H
Forschung

Ambivalences of Modernity. The Architect and City Planner Roland Rainer Between Dictatorship and Democracy

Rainer diegegliederteaufgelockertestadt
FWF-project (P34938)
(12/2021-12/2024)

Project leader:
Angelika Schnell (IKA)

Project team:
Ingrid Holzschuh, Waltraud Indrist, Susanne Rick, Monika Platzer (Architekturzentrum Wien)

Roland Rainer was one of the best-known architects and urban planners of post-war modernism in Austria. The Stadthalle in Vienna (1958), the Puchenau housing estate near Linz (1965-2000) and the ORF Centre in Vienna (1968-1974) are among his buildings. It is less well known that he went to Berlin as early as 1936, two years before Austria's "Anschluss" to the National Socialist German Reich in 1938, and placed himself in the service of the German Academy for Urban Development, Reich and Regional Planning (DASRL), which was practically and theoretically subordinate to Albert Speer, the General Building Inspector for the Reich capital. Consequently, he was integrated into the National Socialist system not only through his early membership in the NSDAP, but also through his practice, hardly just through opportunism. In fact, he already developed his central theories on urban planning and architecture in the early 1940s at the DASRL. During this period, he conceived and wrote, together with his colleagues Johannes Göderitz and Hubert Hofmann, the first version of "Die gegliederte und aufgelockerte Stadt", which was published in 1945 and became a standard work in German-speaking countries in its second version of 1957.

This writing contains something typical for its time: it criticises the modern, densely populated city, it pleads for a garden city model in which living, working, traffic and leisure are disentangled and people live "at ground level". Only in the first version is this living "folk-biologically" propagated as the right way of living. Racist dictions like this are no longer found in the second version of 1957. But has the concept changed significantly as a result?

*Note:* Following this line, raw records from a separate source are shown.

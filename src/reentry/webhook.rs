use crate::config::WebhookSettings;
use crate::error::OrchestrationError;
use crate::messaging::StepMessage;
use crate::orchestration::{OrchestrationEngine, StepOutcome};
use hmac::{Hmac, Mac};
use sha2::Sha256;
use std::sync::Arc;
use thiserror::Error;
use tracing::{debug, warn};

type HmacSha256 = Hmac<Sha256>;

/// Header carrying the hex HMAC-SHA256 of the raw body
pub const SIGNATURE_HEADER: &str = "X-Stepflow-Signature";

const SIGNATURE_PREFIX: &str = "sha256=";

#[derive(Debug, Error)]
pub enum WebhookError {
    /// Signature missing or wrong; the engine was not called
    #[error("Webhook rejected: {reason}")]
    Rejected { reason: String },

    #[error("Malformed webhook body: {0}")]
    Malformed(String),

    #[error("Invalid signing key: {0}")]
    InvalidKey(String),

    #[error(transparent)]
    Engine(#[from] OrchestrationError),
}

impl WebhookError {
    fn rejected(reason: impl Into<String>) -> Self {
        Self::Rejected {
            reason: reason.into(),
        }
    }
}

/// Current key plus the key being rotated in
#[derive(Debug, Clone, PartialEq, Eq)]
pub struct SigningKeys {
    pub current: String,
    pub next: Option<String>,
}

impl SigningKeys {
    pub fn new(current: impl Into<String>) -> Self {
        Self {
            current: current.into(),
            next: None,
        }
    }

    pub fn with_next(mut self, next: impl Into<String>) -> Self {
        self.next = Some(next.into());
        self
    }

    /// Keys from configuration; `None` when no current key is set
    pub fn from_settings(settings: &WebhookSettings) -> Option<Self> {
        let current = settings.current_signing_key.clone()?;
        Some(Self {
            current,
            next: settings.next_signing_key.clone(),
        })
    }
}

#[derive(Debug, Clone)]
pub struct SignatureVerifier {
    keys: SigningKeys,
}

impl SignatureVerifier {
    pub fn new(keys: SigningKeys) -> Self {
        Self { keys }
    }

    /// Hex signature of `body` under the current key
    pub fn sign(&self, body: &[u8]) -> Result<String, WebhookError> {
        let mac = mac_for(&self.keys.current, body)?;
        Ok(hex::encode(mac.finalize().into_bytes()))
    }

    /// Check `signature` against the current key, then the next key.
    /// Accepts an optional `sha256=` prefix.
    pub fn verify(&self, body: &[u8], signature: &str) -> bool {
        let signature = signature.trim();
        let signature = signature.strip_prefix(SIGNATURE_PREFIX).unwrap_or(signature);
        let Ok(expected) = hex::decode(signature) else {
            return false;
        };

        std::iter::once(&self.keys.current)
            .chain(self.keys.next.iter())
            .any(|key| mac_for(key, body).is_ok_and(|mac| mac.verify_slice(&expected).is_ok()))
    }
}

fn mac_for(key: &str, body: &[u8]) -> Result<HmacSha256, WebhookError> {
    let mut mac = <HmacSha256 as Mac>::new_from_slice(key.as_bytes())
        .map_err(|e| WebhookError::InvalidKey(e.to_string()))?;
    mac.update(body);
    Ok(mac)
}

/// Verifies signed step deliveries and passes them to the engine
#[derive(Debug, Clone)]
pub struct WebhookHandler {
    engine: Arc<OrchestrationEngine>,
    verifier: SignatureVerifier,
}

impl WebhookHandler {
    pub fn new(engine: Arc<OrchestrationEngine>, keys: SigningKeys) -> Self {
        Self {
            engine,
            verifier: SignatureVerifier::new(keys),
        }
    }

    pub fn verifier(&self) -> &SignatureVerifier {
        &self.verifier
    }

    pub async fn handle(
        &self,
        body: &[u8],
        signature: Option<&str>,
    ) -> Result<StepOutcome, WebhookError> {
        let Some(signature) = signature else {
            warn!("Webhook delivery without signature rejected");
            return Err(WebhookError::rejected(format!("missing {SIGNATURE_HEADER} header")));
        };
        if !self.verifier.verify(body, signature) {
            warn!("Webhook delivery with invalid signature rejected");
            return Err(WebhookError::rejected("signature does not match"));
        }

        let message =
            StepMessage::from_slice(body).map_err(|e| WebhookError::Malformed(e.to_string()))?;
        debug!(
            execution_id = %message.execution_id,
            step_id = %message.step_id,
            "Verified webhook delivery"
        );

        Ok(self.engine.handle_step(message).await?)
    }
}
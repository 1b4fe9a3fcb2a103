use spmd::traits::*;

fn main() -> spmd::Result<()> {
    let universe = spmd::initialize()?;
    let world = universe.world();

    let t_start = universe.get_time();
    world.barrier()?;
    let t_end = universe.get_time();

    println!("barrier took: {} s", t_end - t_start);
    println!(
        "the clock has a resolution of {} seconds",
        universe.get_time_res()
    );
    Ok(())
}
impl<'a> DynBuffer<'a> {
    /// Creates a buffer from a slice whose type has an equivalent datatype.
    pub fn new<T: Equivalence>(buf: &'a [T]) -> Self {
        let datatype = DatatypeRef::from_raw(T::equivalent_datatype().as_raw().clone());
        DynBuffer {
            ptr: buf.as_ptr() as *const u8,
            len: buf.count(),
            stride: mem::size_of::<T>(),
            datatype,
        }
    }

    /// Tests whether the buffer type matches `T`.
    pub fn is<T: Equivalence>(&self) -> bool {
        self.datatype.as_raw() == T::equivalent_datatype().as_raw()
            && self.stride == mem::size_of::<T>()
    }

    /// Returns some slice if the type matches `T`, or `None` if it doesn't.
    pub fn downcast<T: Equivalence>(self) -> Option<&'a [T]> {
        if self.is::<T>() {
            unsafe { Some(slice::from_raw_parts(self.ptr as *const T, self.len())) }
        } else {
            None
        }
    }

    /// Creates a buffer from its raw components. Consecutive elements are placed one datatype
    /// extent apart.
    ///
    /// # Safety
    ///
    /// The buffer must be valid for reads of `len` elements of `datatype` for `'a`.
    pub unsafe fn from_raw<T>(ptr: *const T, len: Count, datatype: DatatypeRef<'a>) -> Self {
        let stride = address_to_usize(datatype.as_raw().extent(), "extent");
        DynBuffer {
            ptr: ptr as *const u8,
            len,
            stride,
            datatype,
        }
    }

    /// Returns the number of elements in the buffer.
    pub fn len(&self) -> usize {
        count_to_usize(self.len, "length")
    }

    /// Returns `true` if the buffer is empty
    pub fn is_empty(&self) -> bool {
        self.len() == 0
    }

    /// Returns the underlying raw pointer.
    pub fn as_ptr(&self) -> *const u8 {
        self.ptr
    }
}

/// A mutable dynamically-typed buffer.
///
/// The buffer has a definite length and datatype, but it is not yet known which Rust type it
/// corresponds to. This is the analogue of `&mut Any`.
#[derive(Debug)]
pub struct DynBufferMut<'a> {
    ptr: *mut u8,
    len: Count,
    stride: usize,
    datatype: DatatypeRef<'a>,
}

unsafe impl<'a> Send for DynBufferMut<'a> {}

unsafe impl<'a> Sync for DynBufferMut<'a> {}

unsafe impl<'a> Collection for DynBufferMut<'a> {
    fn count(&self) -> Count {
        self.len
    }

    fn stride(&self) -> usize {
        self.stride
    }
}

unsafe impl<'a> Pointer for DynBufferMut<'a> {
    fn pointer(&self) -> *const u8 {
        self.ptr
    }
}

unsafe impl<'a> PointerMut for DynBufferMut<'a> {
    fn pointer_mut(&mut self) -> *mut u8 {
        self.ptr
    }
}

unsafe impl<'a> AsDatatype for DynBufferMut<'a> {
    type Out = DatatypeRef<'a>;
    fn as_datatype(&self) -> Self::Out {
        self.datatype.clone()
    }
}

unsafe impl<'a> Buffer for DynBufferMut<'a> {}

unsafe impl<'a> BufferMut for DynBufferMut<'a> {}

impl<'a> DynBufferMut<'a> {
    /// Creates a mutable buffer from a mutable slice whose type has an equivalent datatype.
    pub fn new<T: Equivalence>(buf: &'a mut [T]) -> Self {
        let datatype = DatatypeRef::from_raw(T::equivalent_datatype().as_raw().clone());
        DynBufferMut {
            len: buf.count(),
            ptr: buf.as_mut_ptr() as *mut u8,
            stride: mem::size_of::<T>(),
            datatype,
        }
    }

    /// Tests whether the buffer type matches `T`.
    pub fn is<T: Equivalence>(&self) -> bool {
        self.datatype.as_raw() == T::equivalent_datatype().as_raw()
            && self.stride == mem::size_of::<T>()
    }

    /// Returns some mutable slice if the type matches `T`, or `None` if it doesn't.
    pub fn downcast<T: Equivalence>(self) -> Option<&'a mut [T]> {
        if self.is::<T>() {
            unsafe { Some(slice::from_raw_parts_mut(self.ptr as *mut T, self.len())) }
        } else {
            None
        }
    }

    /// Creates a mutable buffer from its raw components. Consecutive elements are placed one
    /// datatype extent apart.
    ///
    /// # Safety
    ///
    /// The buffer must be valid for reads and writes of `len` elements of `datatype` for `'a`.
    pub unsafe fn from_raw<T>(ptr: *mut T, len: Count, datatype: DatatypeRef<'a>) -> Self {
        let stride = address_to_usize(datatype.as_raw().extent(), "extent");
        DynBufferMut {
            ptr: ptr as *mut u8,
            len,
            stride,
            datatype,
        }
    }

    /// Returns the number of elements in the buffer.
    pub fn len(&self) -> usize {
        count_to_usize(self.len, "length")
    }

    /// Returns `true` if the buffer is empty
    pub fn is_empty(&self) -> bool {
        self.len() == 0
    }

    /// Returns the underlying raw pointer.
    pub fn as_mut_ptr(&mut self) -> *mut u8 {
        self.ptr
    }

    /// Reborrows the buffer with a shorter lifetime.
    pub fn reborrow_mut(&mut self) -> DynBufferMut<'_> {
        DynBufferMut {
            ptr: self.ptr,
            len: self.len,
            stride: self.stride,
            datatype: DatatypeRef::from_raw(self.datatype.as_raw().clone()),
        }
    }
}

/// A buffer with a user specified count and datatype
///
/// # Safety
///
/// Views can be used to instruct the underlying engine to rummage around arbitrary parts of
/// memory. This might be fine for types that implement `Equivalence` but it can easily read
/// padding bytes or pointers when used with other types.
pub struct View<'d, 'b, D, B: ?Sized>
where
    D: 'd + Datatype,
    B: 'b + Pointer,
{
    datatype: &'d D,
    count: Count,
    buffer: &'b B,
}

impl<'d, 'b, D, B: ?Sized> View<'d, 'b, D, B>
where
    D: 'd + Datatype,
    B: 'b + Pointer,
{
    /// Return a view of `buffer` containing `count` instances of datatype `datatype`.
    ///
    /// # Safety
    ///
    /// - `datatype` must map an element of `buffer` without exposing any padding bytes or
    ///   exceeding the bounds of the object.
    pub unsafe fn with_count_and_datatype(
        buffer: &'b B,
        count: Count,
        datatype: &'d D,
    ) -> View<'d, 'b, D, B> {
        View {
            datatype,
            count,
            buffer,
        }
    }
}

unsafe impl<'d, 'b, D, B: ?Sized> AsDatatype for View<'d, 'b, D, B>
where
    D: 'd + Datatype,
    B: 'b + Pointer,
{
    type Out = &'d D;
    fn as_datatype(&self) -> Self::Out {
        self.datatype
    }
}

unsafe impl<'d, 'b, D, B: ?Sized> Collection for View<'d, 'b, D, B>
where
    D: 'd + Datatype,
    B: 'b + Pointer,
{
    fn count(&self) -> Count {
        self.count
    }

    fn stride(&self) -> usize {
        address_to_usize(self.datatype.as_raw().extent(), "extent")
    }
}

unsafe impl<'d, 'b, D, B: ?Sized> Pointer for View<'d, 'b, D, B>
where
    D: 'd + Datatype,
    B: 'b + Pointer,
{
    fn pointer(&self) -> *const u8 {
        self.buffer.pointer()
    }
}

unsafe impl<'d, 'b, D, B: ?Sized> Buffer for View<'d, 'b, D, B>
where
    D: 'd + Datatype,
    B: 'b + Pointer,
{
}

/// A buffer with a user specified count and datatype
///
/// # Safety
///
/// Views can be used to instruct the underlying engine to rummage around arbitrary parts of
/// memory. This might be fine for types that implement `Equivalence` but it can easily write
/// over padding bytes or pointers when used with other types.
pub struct MutView<'d, 'b, D, B: ?Sized>
where
    D: 'd + Datatype,
    B: 'b + PointerMut,
{
    datatype: &'d D,
    count: Count,
    buffer: &'b mut B,
}

impl<'d, 'b, D, B: ?Sized> MutView<'d, 'b, D, B>
where
    D: 'd + Datatype,
    B: 'b + PointerMut,
{
    /// Return a view of `buffer` containing `count` instances of datatype `datatype`.
    ///
    /// # Safety
    ///
    /// - `datatype` must map an element of `buffer` without exposing any padding bytes or
    ///   exceeding the bounds of the object.
    pub unsafe fn with_count_and_datatype(
        buffer: &'b mut B,
        count: Count,
        datatype: &'d D,
    ) -> MutView<'d, 'b, D, B> {
        MutView {
            datatype,
            count,
            buffer,
        }
    }
}

unsafe impl<'d, 'b, D, B: ?Sized> AsDatatype for MutView<'d, 'b, D, B>
where
    D: 'd + Datatype,
    B: 'b + PointerMut,
{
    type Out = &'d D;
    fn as_datatype(&self) -> Self::Out {
        self.datatype
    }
}

unsafe impl<'d, 'b, D, B: ?Sized> Collection for MutView<'d, 'b, D, B>
where
    D: 'd + Datatype,
    B: 'b + PointerMut,
{
    fn count(&self) -> Count {
        self.count
    }

    fn stride(&self) -> usize {
        address_to_usize(self.datatype.as_raw().extent(), "extent")
    }
}

unsafe impl<'d, 'b, D, B: ?Sized> PointerMut for MutView<'d, 'b, D, B>
where
    D: 'd + Datatype,
    B: 'b + PointerMut,
{
    fn pointer_mut(&mut self) -> *mut u8 {
        self.buffer.pointer_mut()
    }
}

unsafe impl<'d, 'b, D, B: ?Sized> BufferMut for MutView<'d, 'b, D, B>
where
    D: 'd + Datatype,
    B: 'b + PointerMut,
{
}

/// Number of bytes `buffer` occupies on the wire
pub fn packed_size<B: Collection + AsDatatype + ?Sized>(buffer: &B) -> usize {
    buffer.as_datatype().as_raw().size() * count_to_usize(buffer.count(), "count")
}

/// Packs the contents of `buffer` into their contiguous wire representation.
pub fn pack<B: Buffer + ?Sized>(buffer: &B) -> Vec<u8> {
    let datatype = buffer.as_datatype();
    let map = datatype.as_raw().type_map();
    let count = count_to_usize(buffer.count(), "count");
    let mut out = Vec::with_capacity(map.size() * count);
    unsafe { map.pack(buffer.pointer(), count, buffer.stride(), &mut out) };
    out
}

/// Packs the contents of a mutable buffer, e.g. the send side of an in-place broadcast.
pub(crate) fn pack_mut<B: BufferMut + ?Sized>(buffer: &mut B) -> Vec<u8> {
    let datatype = buffer.as_datatype();
    let map = datatype.as_raw().type_map();
    let count = count_to_usize(buffer.count(), "count");
    let mut out = Vec::with_capacity(map.size() * count);
    let stride = buffer.stride();
    unsafe { map.pack(buffer.pointer_mut(), count, stride, &mut out) };
    out
}

/// Unpacks a wire representation into `buffer` and returns the number of elements written.
///
/// Fails with `Error::Truncated` if `bytes` holds more than `buffer` can take and with
/// `Error::TypeMismatch` if `bytes` is not a whole number of elements. Nothing is written in
/// either case.
pub fn unpack_into<B: BufferMut + ?Sized>(bytes: &[u8], buffer: &mut B) -> Result<Count> {
    let datatype = buffer.as_datatype();
    let map = datatype.as_raw().type_map();
    let capacity = map.size() * count_to_usize(buffer.count(), "count");
    if bytes.len() > capacity {
        return Err(Error::Truncated {
            received: bytes.len(),
            capacity,
        });
    }
    if map.size() == 0 {
        return Ok(0);
    }
    if bytes.len() % map.size() != 0 {
        return Err(Error::TypeMismatch {
            received: bytes.len(),
            element_size: map.size(),
        });
    }
    let stride = buffer.stride();
    unsafe { map.unpack(bytes, buffer.pointer_mut(), stride) };
    Ok((bytes.len() / map.size())
        .value_as()
        .expect("Element count cannot be expressed as a Count."))
}

/// Creates a value of an `Equivalence` type with every byte zeroed, ready to be unpacked into.
pub(crate) fn zeroed<T: Equivalence>() -> T {
    // `Equivalence` requires the all-zero bit pattern to be valid.
    unsafe { mem::MaybeUninit::zeroed().assume_init() }
}
impl<'a, S: Scope<'a>> Request<'a, S> {
    fn new(endpoint: Arc<Endpoint>, state: State<'a>, scope: S) -> Self {
        scope.register();
        Self {
            endpoint,
            state,
            scope,
            phantom: PhantomData,
        }
    }

    /// A request whose outcome is already known.
    pub(crate) fn completed(endpoint: Arc<Endpoint>, result: Result<Status>, scope: S) -> Self {
        Self::new(endpoint, State::Complete(result), scope)
    }

    /// A request waiting for the message matched by `posted`.
    pub(crate) fn receive(
        endpoint: Arc<Endpoint>,
        posted: Arc<PostedReceive>,
        sink: Sink<'a>,
        scope: S,
    ) -> Self {
        Self::new(endpoint, State::Receive { posted, sink }, scope)
    }

    /// Takes the state out and unregisters from the scope. The request is inert afterwards.
    fn disarm(&mut self) -> State<'a> {
        let state = mem::replace(&mut self.state, State::Done);
        if !matches!(state, State::Done) {
            unsafe { self.scope.unregister() };
        }
        state
    }

    /// Drives the request towards completion, blocking if `blocking` is set.
    ///
    /// Returns `None` while the operation is pending.
    fn progress(&mut self, blocking: bool) -> Option<Result<Status>> {
        let posted = match &self.state {
            State::Receive { posted, .. } => Some(posted.clone()),
            State::Complete(_) => None,
            State::Done => return None,
        };
        let envelope = match posted {
            Some(posted) => {
                let arrived = if blocking {
                    self.endpoint.wait(&posted).map(Some)
                } else {
                    self.endpoint.test(&posted)
                };
                match arrived {
                    Ok(Some(envelope)) => Some(envelope),
                    Ok(None) => return None,
                    Err(e) => {
                        self.endpoint.cancel(&posted);
                        self.disarm();
                        return Some(Err(e));
                    }
                }
            }
            None => None,
        };
        match (self.disarm(), envelope) {
            (State::Complete(result), _) => Some(result),
            (State::Receive { sink, .. }, Some(envelope)) => Some(sink(envelope)),
            _ => None,
        }
    }

    /// Wait for an operation to finish.
    ///
    /// Will block execution of the calling thread until the associated operation has finished.
    ///
    /// # Examples
    ///
    /// See `demos/immediate.rs`
    pub fn wait(mut self) -> Result<Status> {
        loop {
            if let Some(result) = self.progress(true) {
                return result;
            }
        }
    }

    /// Wait for an operation to finish, but don’t bother retrieving the `Status` information.
    ///
    /// Will block execution of the calling thread until the associated operation has finished.
    pub fn wait_without_status(self) -> Result<()> {
        self.wait().map(|_| ())
    }

    /// Test whether an operation has finished.
    ///
    /// If the operation has finished, its outcome is returned.  Otherwise returns the unfinished
    /// `Request`.
    ///
    /// # Examples
    ///
    /// See `demos/immediate.rs`
    pub fn test(mut self) -> std::result::Result<Result<Status>, Self> {
        match self.progress(false) {
            Some(result) => Ok(result),
            None => Err(self),
        }
    }

    /// Reduce the scope of a request.
    pub fn shrink_scope_to<'b, S2>(mut self, scope: S2) -> Request<'b, S2>
    where
        'a: 'b,
        S2: Scope<'b>,
    {
        let state = self.disarm();
        Request::new(self.endpoint.clone(), state, scope)
    }
}

/// Collects an iterator of `Request` objects into a `RequestCollection` object
pub trait CollectRequests<'a, S: Scope<'a>>: IntoIterator<Item = Request<'a, S>> {
    /// Consumes and converts an iterator of `Request` objects into a `RequestCollection` object.
    fn collect_requests<'b, S2: Scope<'b>>(self, scope: S2) -> RequestCollection<'b, S2>
    where
        'a: 'b;
}

impl<'a, S: Scope<'a>, T: IntoIterator<Item = Request<'a, S>>> CollectRequests<'a, S> for T {
    fn collect_requests<'b, S2: Scope<'b>>(self, scope: S2) -> RequestCollection<'b, S2>
    where
        'a: 'b,
    {
        let mut collection = RequestCollection::new(scope);
        for request in self {
            collection.push(request);
        }
        collection
    }
}

/// Result type for [`RequestCollection::test_any`].
#[derive(Clone, Copy, Debug)]
pub enum TestAny {
    /// Indicates that there are no active requests in the collection.
    NoneActive,
    /// Indicates that none of the active requests in the collection are complete.
    NoneComplete,
    /// Indicates that an active request in the collection has completed. Includes the index of
    /// the request and the status of the completed request.
    Completed(i32, Status),
}

/// A collection of request objects that can be completed together
///
/// Completed requests leave an empty slot behind, so indices stay stable.
///
/// # Panics
///
/// Panics if the collection is dropped while it still holds requests.
///
/// # Examples
///
/// See `tests/request.rs`
#[must_use]
pub struct RequestCollection<'a, S: Scope<'a> = StaticScope> {
    requests: Vec<Option<Request<'a, S>>>,
    scope: S,
}

impl<'a, S: Scope<'a>> fmt::Debug for RequestCollection<'a, S> {
    fn fmt(&self, f: &mut fmt::Formatter<'_>) -> fmt::Result {
        f.debug_struct("RequestCollection")
            .field("len", &self.len())
            .field("outstanding", &self.outstanding())
            .finish()
    }
}

impl<'a, S: Scope<'a>> Drop for RequestCollection<'a, S> {
    fn drop(&mut self) {
        if self.outstanding() != 0 && !thread::panicking() {
            panic!("RequestCollection was dropped with outstanding requests not completed.");
        }
    }
}

impl<'a, S: Scope<'a>> RequestCollection<'a, S> {
    /// Creates an empty collection whose requests are registered with `scope`.
    pub fn new(scope: S) -> Self {
        Self::with_capacity(scope, 0)
    }

    /// Like `new`, with room for `capacity` requests.
    pub fn with_capacity(scope: S, capacity: usize) -> Self {
        Self {
            requests: Vec::with_capacity(capacity),
            scope,
        }
    }

    /// Adds a request to the collection.
    pub fn push<'b: 'a, S2: Scope<'b>>(&mut self, request: Request<'b, S2>) {
        let request = request.shrink_scope_to(self.scope.clone());
        self.requests.push(Some(request));
    }

    /// Number of slots, completed or not.
    pub fn len(&self) -> usize {
        self.requests.len()
    }

    /// Whether the collection has no slots.
    pub fn is_empty(&self) -> bool {
        self.requests.is_empty()
    }

    /// Number of requests that have not completed yet.
    pub fn outstanding(&self) -> usize {
        self.requests.iter().filter(|r| r.is_some()).count()
    }

    fn endpoint(&self) -> Option<Arc<Endpoint>> {
        self.requests
            .iter()
            .flatten()
            .next()
            .map(|r| r.endpoint.clone())
    }

    /// Checks every outstanding request once, without blocking.
    fn test_slots(&mut self) -> Option<(usize, Result<Status>)> {
        for (index, slot) in self.requests.iter_mut().enumerate() {
            if let Some(request) = slot {
                if let Some(result) = request.progress(false) {
                    *slot = None;
                    return Some((index, result));
                }
            }
        }
        None
    }

    /// Waits for any request in the collection to complete.
    ///
    /// Returns `None` if there are no outstanding requests. Otherwise returns the index of the
    /// completed request and its status.
    pub fn wait_any(&mut self) -> Result<Option<(i32, Status)>> {
        loop {
            match self.test_any()? {
                TestAny::NoneActive => return Ok(None),
                TestAny::Completed(index, status) => return Ok(Some((index, status))),
                TestAny::NoneComplete => {
                    if let Some(endpoint) = self.endpoint() {
                        endpoint.wait_for_progress()?;
                    }
                }
            }
        }
    }

    /// Checks whether any request in the collection has completed, without blocking.
    pub fn test_any(&mut self) -> Result<TestAny> {
        if self.outstanding() == 0 {
            return Ok(TestAny::NoneActive);
        }
        match self.test_slots() {
            Some((index, result)) => Ok(TestAny::Completed(index as i32, result?)),
            None => Ok(TestAny::NoneComplete),
        }
    }

    /// Waits for every request in the collection to complete.
    ///
    /// Returns the statuses in slot order, skipping slots that had completed earlier. Every
    /// request is completed even if one of them fails; the first error is returned.
    pub fn wait_all(&mut self) -> Result<Vec<Status>> {
        let mut statuses = Vec::with_capacity(self.outstanding());
        let mut failure = None;
        for request in self.requests.iter_mut().filter_map(Option::take) {
            match request.wait() {
                Ok(status) => statuses.push(status),
                Err(e) => {
                    warn!(error = %e, "request in a collection failed");
                    failure.get_or_insert(e);
                }
            }
        }
        match failure {
            Some(e) => Err(e),
            None => Ok(statuses),
        }
    }

    /// Checks whether every request in the collection has completed, without blocking.
    ///
    /// Completed requests are removed as they are found; returns `true` once none is left.
    pub fn test_all(&mut self) -> Result<bool> {
        while let Some((_, result)) = self.test_slots() {
            result?;
        }
        Ok(self.outstanding() == 0)
    }
}

/// Guard object that waits for the completion of an operation when it is dropped
///
/// The guard can be constructed or deconstructed using the `From` and `Into` traits. An error
/// reported by the operation while dropping the guard is logged.
///
/// # Examples
///
/// See `demos/immediate.rs`
#[derive(Debug)]
pub struct WaitGuard<'a, S: Scope<'a> = StaticScope>(Option<Request<'a, S>>);

impl<'a, S: Scope<'a>> Drop for WaitGuard<'a, S> {
    fn drop(&mut self) {
        if let Some(request) = self.0.take() {
            if let Err(e) = request.wait() {
                warn!(error = %e, "guarded request failed");
            }
        }
    }
}

impl<'a, S: Scope<'a>> From<WaitGuard<'a, S>> for Request<'a, S> {
    fn from(mut guard: WaitGuard<'a, S>) -> Self {
        match guard.0.take() {
            Some(request) => request,
            None => unreachable!("a WaitGuard always holds its request until dropped"),
        }
    }
}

The research project, a collaboration between the Academy of Fine Arts Vienna (where Rainer taught as a professor) and the Architekturzentrum Wien (where Rainer's estate is located), will be dedicated to investigating this question in two ways. On the one hand, Rainer's historical development as a modernist architect will be examined in more detail for the first time; this includes his time as a student at the Vienna University of Technology in the 1920s. On the other hand, a current reassessment of the "ambivalence of architectural modernism" itself will be possible via Rainer's concrete biography. Especially in the context of recent research on colonialism and racism in modern architecture, the question of the inherent biopolitics of garden city models can become substantial with the analysis of Rainer's work. To this end, the "articulated and loosened city" as described by Rainer will be sketched for the first time and compared with other urban planning models. In addition, the complete estate will be reviewed and evaluated, and further material on Rainer will be excavated and analysed in archives in Germany, Poland and the Czech Republic. In this way, Rainer's work is placed in a differentiated and well-founded context.

Adolf Hitler as an "Architekt"

ABB 1 Entwurf Hitlers für ein Führermuseum in Linz Oktober 1938 Hitler 1983 242 Nr 679
Jubiläumsfonds project at the University of Vienna
(12/2020 – 11/2023)

research associate: Ingrid Holzschuh

Raphael Rosenberg (PI), Winfried Nerdinger, Timo Nüßlein

The project investigates Adolf Hitler's personal involvement in the architecture of National Socialism. His interest for and contribution to buildings exceeds by far examples of other historic rulers. He was on the one hand a builder launching big projects representing his dictatorship, commissioning architects and forcing – e. g. by decrees – their realisation; on the other hand an architect making own designs, giving his architects exact graphic and verbal specifications and often correcting their drafts with his own hand. Hitler's role as a builder has not yet been coherently investigated, his activities as an architect were not yet analysed.
This project contributes to better understanding the NS regime, as for Hitler architecture was an important instrument of representation and exercise of power. It is also important for the comprehension of Middle European architecture of the 1930s/1940s where Hitler’s involvement played an essential role.

We compile and analyse Hitler's statements on architecture in general and on specific building projects and approximately 260 architectural sketches by his hand. Half of them are yet unpublished. We prepare a critical catalogue of those sources and investigate:
1. Hitler's architectural perceptions and their changes from his youth in Linz and Vienna, to the years in Munich up until the end of WWII as architectural planning remained a privileged leisure activity for the dictator.
2. The cooperation between Hitler and “his” architects. Both in the development of the design for buildings and on the administrative level, where Hitler set the architects at the top of new authorities giving them immense power to realise their work within the existing cities.
3. The way Hitler understood and implemented the representative architecture as a political instrument for and carrier of NS ideology.

Funded by the Jubiläumsfonds of the Austrian National Bank (No. 18601).